DEF CON: HDMI CEC Fuzzing

HDMI is implemented on just about every piece of sufficiently advanced consumer electronics. You can find it in low-end cellphones, and a single board Linux computer without HDMI is considered crippled. There’s some interesting stuff lurking around in the HDMI spec, and at DEF CON, [Joshua Smith] laid the Consumer Electronics Control (CEC) part of HDMI out on the line, and exposed a few vulnerabilities in this protocol that’s in everything with an HDMI port.

CEC is designed to control multiple devices over an HDMI connection; it allows your TV to be controlled from your set top box, your DVD player from your TV, and passing text from one device to another for an On Screen Display. It’s a 1-wire bidirectional bus with 500bits/second of bandwidth. There are a few open source implementations like libCEC, Android HDMI-CEC, and even an Arduino implementation. The circuit to interface a microcontroller with the single CEC pin is very simple – just a handful of jellybean parts.

[Joshua]’s work is based off a talk by [Andy Davis] from Blackhat 2012 (PDF), but greatly expands on this work. After looking at a ton of devices, [Joshua] was able to find some very cool vulnerabilities in a specific Panasonic TV and a Samsung Blu-ray player.

A certain CEC command directed towards the Panasonic TV sent a command to upload new firmware from an SD card. This is somewhat odd, as you would think firmware would be automagically downloaded from an SD card, just like thousands of other consumer electronics devices. For the Samsung Blu-Ray player, a few memcpy() calls were found to be accessed by CEC commands, but they’re not easily exploitable yet.

As far as vulnerabilities go, [Joshua] has a few ideas. Game consoles and BluRay players are ubiquitous, and the holy grail – setting up a network connection over HDMI Ethernet Channel (HEC) – are the keys to the castle in a device no one  would ever think of taking a close look at.

Future work includes a refactor of the current code, and digging into more devices. There are millions of CEC-capable devices out on the market right now, and the CEC commands themselves are not standardized. The only way for HDMI CEC to be a reliable tool is to figure out commands for these devices. It’s a lot of work, but makes for a great call to action to get more people investigating this very interesting and versatile protocol.

10 thoughts on “DEF CON: HDMI CEC Fuzzing

      1. I remember asking about this in uni ages ago about the 360 when we had a “Microsoft day” and one of the devs there said dealing with CEC is more hassle than its worth due to it not being standardized. So could be both :P though for my Xbone i dont use a remote i just use smartglass and now the streaming part (as i am that lazy to change the input of my monitor)

  1. The problem is 99% of all devices screw up CEC badly. the standard CEC command for TV off works only on a small minority of tv sets. LG for example ignores that command.

    It’s because the HDMI spec should have REQUIRED tv manufacturers to support all of the CEC common commands or they are not allowed to say “HDMI” or use the connector.
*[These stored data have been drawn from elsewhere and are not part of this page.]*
use std::fmt;
use std::path::Path;
use std::time::Duration;
use humansize::{format_size, BINARY};
use log::{debug, error, info};
use serde::Deserialize;
use thiserror::Error;
use tokio::process::Command;
use crate::config::PipelineConfig;

/// Raw ffprobe JSON output for the entries we request
#[derive(Debug, Clone, Deserialize)]
pub struct FFProbeData {
    pub streams: Option<Vec<FFProbeStream>>,
    pub format: Option<FFProbeFormat>,
}

/// Format-level metadata from ffprobe
#[derive(Debug, Clone, Default, Deserialize)]
pub struct FFProbeFormat {
    pub format_name: Option<String>,
    pub duration: Option<String>,
    pub size: Option<String>,
    pub bit_rate: Option<String>,
}

/// Stream-level metadata from ffprobe (first video stream only)
#[derive(Debug, Clone, Default, Deserialize)]
pub struct FFProbeStream {
    pub codec_type: Option<String>,
    pub codec_name: Option<String>,
    pub width: Option<u32>,
    pub height: Option<u32>,
    pub field_order: Option<String>,
    pub r_frame_rate: Option<String>,
}

/// Error payload ffprobe prints with `-show_error`
#[derive(Debug, Deserialize)]
struct FFProbeErrorEnvelope {
    error: FFProbeErrorBody,
}

#[derive(Debug, Deserialize)]
struct FFProbeErrorBody {
    string: String,
}

/// Typed technical metadata for one source file
#[derive(Debug, Clone, PartialEq)]
pub struct MediaInfo {
    pub format_name: String,
    /// Duration truncated to whole seconds
    pub duration: Duration,
    /// Duration as reported by ffprobe
    pub duration_secs: f64,
    pub size: u64,
    pub codec_name: String,
    pub width: u32,
    pub height: u32,
    pub field_order: Option<String>,
    pub frame_rate: Option<String>,
    pub bit_rate: Option<u64>,
}

impl MediaInfo {
    /// Human-scaled size for log output
    pub fn human_size(&self) -> String {
        format_size(self.size, BINARY)
    }
}

impl fmt::Display for MediaInfo {
    fn fmt(&self, f: &mut fmt::Formatter<'_>) -> fmt::Result {
        write!(
            f,
            "Format: {} | Codec: {} | Duration: {} | Size: {} | Frame: {}x{} | Fields: {} | FPS: {}",
            self.format_name,
            self.codec_name,
            format_hms(self.duration),
            self.human_size(),
            self.width,
            self.height,
            self.field_order.as_deref().unwrap_or("unknown"),
            self.frame_rate.as_deref().unwrap_or("unknown"),
        )
    }
}

/// Render a span as H:MM:SS
pub fn format_hms(d: Duration) -> String {
    let secs = d.as_secs();
    format!("{}:{:02}:{:02}", secs / 3600, (secs / 60) % 60, secs % 60)
}

/// Why probing a file failed
#[derive(Debug, Error)]
pub enum ProbeError {
    #[error("ffprobe reported an error ({0})")]
    Diagnostic(String),
    #[error("ffprobe exited with code {code} ({stderr})")]
    Exited { code: i32, stderr: String },
    #[error("media data is not valid JSON ({0})")]
    Malformed(String),
    #[error("no media streams ({0})")]
    NoStreams(String),
    #[error("missing {0} in media data")]
    MissingField(&'static str),
    #[error("invalid {field} in media data ({value})")]
    Invalid { field: &'static str, value: String },
    #[error("ffprobe timed out after {0}s")]
    TimedOut(u64),
    #[error("failed to run ffprobe ({0})")]
    Spawn(#[from] std::io::Error),
}

/// Build the ffprobe argument list for `file_path`
pub fn probe_args(cfg: &PipelineConfig, file_path: &Path) -> Vec<String> {
    vec![
        "-of".to_string(),
        "json".to_string(),
        "-analyzeduration".to_string(),
        cfg.probe_analyze_duration.to_string(),
        "-hide_banner".to_string(),
        "-v".to_string(),
        "quiet".to_string(),
        "-show_error".to_string(),
        "-select_streams".to_string(),
        "v".to_string(),
        "-show_entries".to_string(),
        "format=format_name,bit_rate,duration,size:stream=codec_type,width,height,codec_name,r_frame_rate,field_order"
            .to_string(),
        file_path.to_string_lossy().to_string(),
    ]
}

/// Run ffprobe on `file_path`, bounded by `probe_timeout_secs`
pub async fn probe_file(cfg: &PipelineConfig, file_path: &Path) -> Result<MediaInfo, ProbeError> {
    let label = file_label(file_path);
    let result = run_probe(cfg, file_path).await;

    match &result {
        Ok(info) => info!("[MediaInfo] [{}] {}", label, info),
        Err(e) => error!("[MediaInfo] [{}] {}", label, e),
    }
    result
}

async fn run_probe(cfg: &PipelineConfig, file_path: &Path) -> Result<MediaInfo, ProbeError> {
    let ffprobe_bin = cfg.ffprobe_bin();
    let args = probe_args(cfg, file_path);
    debug!("ffprobe command: {} {}", ffprobe_bin.display(), args.join(" "));

    let mut cmd = Command::new(&ffprobe_bin);
    cmd.args(&args).kill_on_drop(true);

    // kill_on_drop reaps the child when the timeout drops the future
    let output = tokio::time::timeout(Duration::from_secs(cfg.probe_timeout_secs), cmd.output())
        .await
        .map_err(|_| ProbeError::TimedOut(cfg.probe_timeout_secs))??;

    let stdout = String::from_utf8_lossy(&output.stdout);

    if !output.status.success() {
        if let Ok(envelope) = serde_json::from_str::<FFProbeErrorEnvelope>(&stdout) {
            return Err(ProbeError::Diagnostic(envelope.error.string));
        }
        return Err(ProbeError::Exited {
            code: output.status.code().unwrap_or(-1),
            stderr: String::from_utf8_lossy(&output.stderr).trim().to_string(),
        });
    }

    parse_probe_output(&stdout)
}

/// Turn ffprobe JSON into `MediaInfo`
pub fn parse_probe_output(json: &str) -> Result<MediaInfo, ProbeError> {
    let data: FFProbeData =
        serde_json::from_str(json).map_err(|e| ProbeError::Malformed(e.to_string()))?;

    let stream = match data.streams.as_deref() {
        Some([first, ..]) => first.clone(),
        _ => return Err(ProbeError::NoStreams(json.trim().to_string())),
    };
    let format = data.format.unwrap_or_default();

    let duration_raw = format.duration.ok_or(ProbeError::MissingField("duration"))?;
    let duration_secs: f64 = duration_raw.trim().parse().map_err(|_| ProbeError::Invalid {
        field: "duration",
        value: duration_raw.clone(),
    })?;
    if !duration_secs.is_finite() || duration_secs < 1.0 {
        return Err(ProbeError::Invalid {
            field: "duration",
            value: duration_raw,
        });
    }

    let height = stream.height.ok_or(ProbeError::MissingField("height"))?;
    if height == 0 {
        return Err(ProbeError::Invalid {
            field: "height",
            value: height.to_string(),
        });
    }

    let size = match format.size {
        Some(s) => s.trim().parse::<u64>().map_err(|_| ProbeError::Invalid {
            field: "size",
            value: s.clone(),
        })?,
        None => 0,
    };

    Ok(MediaInfo {
        format_name: format.format_name.unwrap_or_else(|| "unknown".to_string()),
        duration: Duration::from_secs(duration_secs as u64),
        duration_secs,
        size,
        codec_name: stream.codec_name.unwrap_or_else(|| "unknown".to_string()),
        width: stream.width.unwrap_or(0),
        height,
        field_order: stream.field_order,
        frame_rate: stream.r_frame_rate,
        bit_rate: format.bit_rate.and_then(|b| b.trim().parse().ok()),
    })
}

/// File name used to tag log records
pub fn file_label(path: &Path) -> String {
    path.file_name()
        .map(|n| n.to_string_lossy().to_string())
        .unwrap_or_else(|| path.display().to_string())
}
    1. the nice thing about standards is there are so many to chose from. The things needs the features checkboxed that sell it in the store, all the other stuff that ‘consumers’ don’t know about can safely be ignored. There is something to say about keeping your features as minimal as required.

  2. Its just freaking i2c, how can so many companies fuck it up?
    How hard is it to have working what can be reduced to a list of commands and responses for each one?
    My LG tv always tries to wake-up the STB, but the STB(a Samsung piece of crap) ignores all the commands, just great.

  3. HDMI Ethernet Channel (HEC) – sounds so sweet, especially when you have DVRs and game consoles plugged into a same TV. But in reality every consoles and PCs ever developed kindly decline to support HEC and anything related to network on DVRs simply suck. And such is life.